Scan the listing below. Copy each line that contains "negated".

Segment Open

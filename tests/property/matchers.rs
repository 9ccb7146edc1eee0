use probekit::context::Variables;
use probekit::enums::{MatcherKind, Protocol};
use probekit::evaluate::evaluate_matcher;
use probekit::response::ResponseView;
use probekit::types::Matcher;
use proptest::prelude::*;

fn view(body: &[u8]) -> ResponseView {
    ResponseView::new(Protocol::Http, "http://x.test", "")
        .with_status(200)
        .with_part("body", body.to_vec())
}

fn words(list: &[String]) -> Matcher {
    let mut m = Matcher::new(MatcherKind::Word);
    m.words = list.to_vec();
    m
}

proptest! {
    #![proptest_config(ProptestConfig::with_cases(256))]

    // word (or) fires iff some word is a substring of the body.
    #[test]
    fn word_or_matches_std(
        body in "[a-z ]{0,40}",
        list in prop::collection::vec("[a-z]{1,4}", 1..5),
    ) {
        let expected = list.iter().any(|w| body.contains(w.as_str()));
        prop_assert_eq!(evaluate_matcher(&words(&list), &view(body.as_bytes()), &Variables::new(), None), expected);
    }

    // negative inverts a matcher that has conditions.
    #[test]
    fn negative_inverts(
        body in "[a-z ]{0,40}",
        list in prop::collection::vec("[a-z]{1,4}", 1..5),
    ) {
        let plain = words(&list);
        let mut negated = plain.clone();
        negated.negative = true;
        let v = view(body.as_bytes());
        prop_assert_eq!(
            evaluate_matcher(&negated, &v, &Variables::new(), None),
            !evaluate_matcher(&plain, &v, &Variables::new(), None)
        );
    }

    // A matcher with no conditions never fires, negated or not.
    #[test]
    fn empty_matcher_never_fires(
        body in prop::collection::vec(any::<u8>(), 0..64),
        negative in any::<bool>(),
        kind in prop_oneof![
            Just(MatcherKind::Word),
            Just(MatcherKind::Regex),
            Just(MatcherKind::Binary),
            Just(MatcherKind::Status),
            Just(MatcherKind::Size),
        ],
    ) {
        let mut m = Matcher::new(kind);
        m.negative = negative;
        prop_assert!(!evaluate_matcher(&m, &view(&body), &Variables::new(), None));
    }

    // size fires iff one of the listed sizes equals the body length.
    #[test]
    fn size_compares_length(body in prop::collection::vec(any::<u8>(), 0..64), sizes in prop::collection::vec(0usize..64, 1..4)) {
        let mut m = Matcher::new(MatcherKind::Size);
        m.size = sizes.clone();
        prop_assert_eq!(
            evaluate_matcher(&m, &view(&body), &Variables::new(), None),
            sizes.contains(&body.len())
        );
    }

    // binary fires iff the decoded bytes occur in the body.
    #[test]
    fn binary_finds_subsequence(body in prop::collection::vec(any::<u8>(), 1..64), start in 0usize..64, len in 1usize..8) {
        let start = start % body.len();
        let end = (start + len).min(body.len());
        let needle = &body[start..end];
        let mut m = Matcher::new(MatcherKind::Binary);
        m.binary = vec![hex::encode(needle)];
        prop_assert!(evaluate_matcher(&m, &view(&body), &Variables::new(), None));
    }
}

Segment Closed

▶ [WRITTEN RESPONSE]:
        let mut negated = plain.clone();
        negated.negative = true;
            evaluate_matcher(&negated, &v, &Variables::new(), None),
    // A matcher with no conditions never fires, negated or not.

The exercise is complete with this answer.